Plasmapheresis in severe sepsis or septic shock

During sepsis, there is release of various endotoxins from microorganisms which more or less activates cascade systems including release of cytokines such as tumor necrosis factor alpha and interleukin 6 and complement components. This causes impairment of vascular integrity and penmeability which may progress into septic shock and a disseminated intravascular coagulation which progresses into multiorgan failure, including acute renal failure and subsequent death. Although most endotoxins and cytokines have a molecular size <50 kD, there is little efficacy in removal of them by hemofiltration filters used for acute dialysis. The use of antibodies against different endotoxins has not been successful.

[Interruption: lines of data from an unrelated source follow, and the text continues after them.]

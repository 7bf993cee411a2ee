/// Transport boundary: the abstract channel the sync engine talks through
///
/// The real network/P2P transport lives outside this crate. `MemoryTransport`
/// is the in-process stand-in used by tests and the CLI: scripted send
/// outcomes, injectable incoming messages and an online/offline switch.
use crate::error::{ChatError, Result};
use crate::messenger_types::Message;
use futures_util::future::BoxFuture;
use serde::{Deserialize, Serialize};
use std::collections::VecDeque;
use std::sync::{Arc, Mutex};
use tokio::sync::watch;
use tracing::debug;

#[derive(Debug, Clone, Copy, PartialEq, Eq, Serialize, Deserialize)]
#[serde(rename_all = "snake_case")]
pub enum ConnectionState {
    Online,
    Offline,
}

/// Positive transport acknowledgement
#[derive(Debug, Clone, Copy, PartialEq, Eq, Serialize, Deserialize)]
#[serde(rename_all = "snake_case")]
pub enum Ack {
    /// Accepted by the transport
    Sent,
    /// Confirmed received by the remote side
    Delivered,
}

pub type IncomingHandler = Arc<dyn Fn(Message) + Send + Sync>;

pub trait Transport: Send + Sync {
    /// Hand a message to the network. Failure is `ChatError::TransportFailure`.
    fn send(&self, message: Message) -> BoxFuture<'static, Result<Ack>>;

    /// Register a callback invoked with every remote message
    fn on_incoming(&self, handler: IncomingHandler);

    fn connection_state(&self) -> ConnectionState;

    /// Change notifications for `connection_state`
    fn watch_connection(&self) -> watch::Receiver<ConnectionState>;
}

// ─── in-memory transport ─────────────────────────────────────────────────────

pub struct MemoryTransport {
    outcomes: Mutex<VecDeque<Result<Ack>>>,
    default_ack: Ack,
    sent: Mutex<Vec<Message>>,
    handlers: Mutex<Vec<IncomingHandler>>,
    state: watch::Sender<ConnectionState>,
}

impl MemoryTransport {
    /// Online transport that acks every send as `Sent` unless scripted otherwise
    pub fn new() -> Self {
        Self::with_default_ack(Ack::Sent)
    }

    /// Online transport that reports every send as delivered
    pub fn loopback() -> Self {
        Self::with_default_ack(Ack::Delivered)
    }

    fn with_default_ack(default_ack: Ack) -> Self {
        let (state, _) = watch::channel(ConnectionState::Online);
        Self {
            outcomes: Mutex::new(VecDeque::new()),
            default_ack,
            sent: Mutex::new(Vec::new()),
            handlers: Mutex::new(Vec::new()),
            state,
        }
    }

    /// Queue the outcome of the next `send`
    pub fn push_outcome(&self, outcome: Result<Ack>) {
        if let Ok(mut q) = self.outcomes.lock() {
            q.push_back(outcome);
        }
    }

    /// Make the next `n` sends fail
    pub fn fail_next(&self, n: usize, reason: &str) {
        for _ in 0..n {
            self.push_outcome(Err(ChatError::TransportFailure(reason.to_string())));
        }
    }

    /// Every message handed to `send`, in order
    pub fn sent(&self) -> Vec<Message> {
        self.sent.lock().map(|s| s.clone()).unwrap_or_default()
    }

    pub fn attempts_for(&self, message_id: &str) -> usize {
        self.sent().iter().filter(|m| m.id == message_id).count()
    }

    pub fn set_connection(&self, state: ConnectionState) {
        self.state.send_replace(state);
    }

    /// Simulate a message arriving from the remote side
    pub fn deliver(&self, message: Message) {
        let handlers: Vec<IncomingHandler> = self
            .handlers
            .lock()
            .map(|h| h.clone())
            .unwrap_or_default();
        debug!("Delivering {} to {} handler(s)", message.id, handlers.len());
        for handler in handlers {
            handler(message.clone());
        }
    }
}

impl Default for MemoryTransport {
    fn default() -> Self {
        Self::new()
    }
}

impl Transport for MemoryTransport {
    fn send(&self, message: Message) -> BoxFuture<'static, Result<Ack>> {
        let outcome = if *self.state.borrow() == ConnectionState::Offline {
            Err(ChatError::TransportFailure("offline".to_string()))
        } else {
            self.outcomes
                .lock()
                .ok()
                .and_then(|mut q| q.pop_front())
                .unwrap_or(Ok(self.default_ack))
        };
        if let Ok(mut sent) = self.sent.lock() {
            sent.push(message);
        }
        Box::pin(async move { outcome })
    }

    fn on_incoming(&self, handler: IncomingHandler) {
        if let Ok(mut handlers) = self.handlers.lock() {
            handlers.push(handler);
        }
    }

    fn connection_state(&self) -> ConnectionState {
        *self.state.borrow()
    }

    fn watch_connection(&self) -> watch::Receiver<ConnectionState> {
        self.state.subscribe()
    }
}

#[cfg(test)]
mod tests {
    use super::*;
    use crate::messenger_types::Payload;
    use chrono::Utc;

    #[tokio::test]
    async fn test_scripted_outcomes_then_default() {
        let t = MemoryTransport::new();
        t.fail_next(1, "timeout");
        let m = Message::new_local("c", "me", Payload::text("x"), Utc::now());

        assert!(t.send(m.clone()).await.is_err());
        assert_eq!(t.send(m.clone()).await.unwrap(), Ack::Sent);
        assert_eq!(t.attempts_for(&m.id), 2);
    }

    #[tokio::test]
    async fn test_offline_sends_fail() {
        let t = MemoryTransport::loopback();
        t.set_connection(ConnectionState::Offline);
        let m = Message::new_local("c", "me", Payload::text("x"), Utc::now());
        assert!(matches!(
            t.send(m).await,
            Err(ChatError::TransportFailure(_))
        ));
        assert_eq!(t.connection_state(), ConnectionState::Offline);
    }

    #[test]
    fn test_deliver_invokes_handlers() {
        let t = MemoryTransport::new();
        let seen = Arc::new(Mutex::new(Vec::new()));
        let sink = seen.clone();
        t.on_incoming(Arc::new(move |m: Message| sink.lock().unwrap().push(m.id)));

        let m = Message::new_local("c", "them", Payload::text("x"), Utc::now());
        t.deliver(m.clone());
        assert_eq!(*seen.lock().unwrap(), vec![m.id]);
    }
}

The use of plasma exchange procedures (including blood exchange) to remove such toxins and cell debris, as free myoglobin and hemoglobin, has been successfully tried in smaller not controlled studies since 1984. Once when more than three organs are involved in a progressive manner, the risk of death is at least 80%. In contrast, these studies showed a survival rate of about 75% by addition of such therapeutic interventions to the conventional intensive care unit treatment. The substitution of the removed plasma products must be considered to include products important for the host defense and coagulation process and to avoid infections, bleeding, or increased coagulation. This type of removal is unselective and probably in the future will include addition of absorption techniques which may add further benefit to the outcome.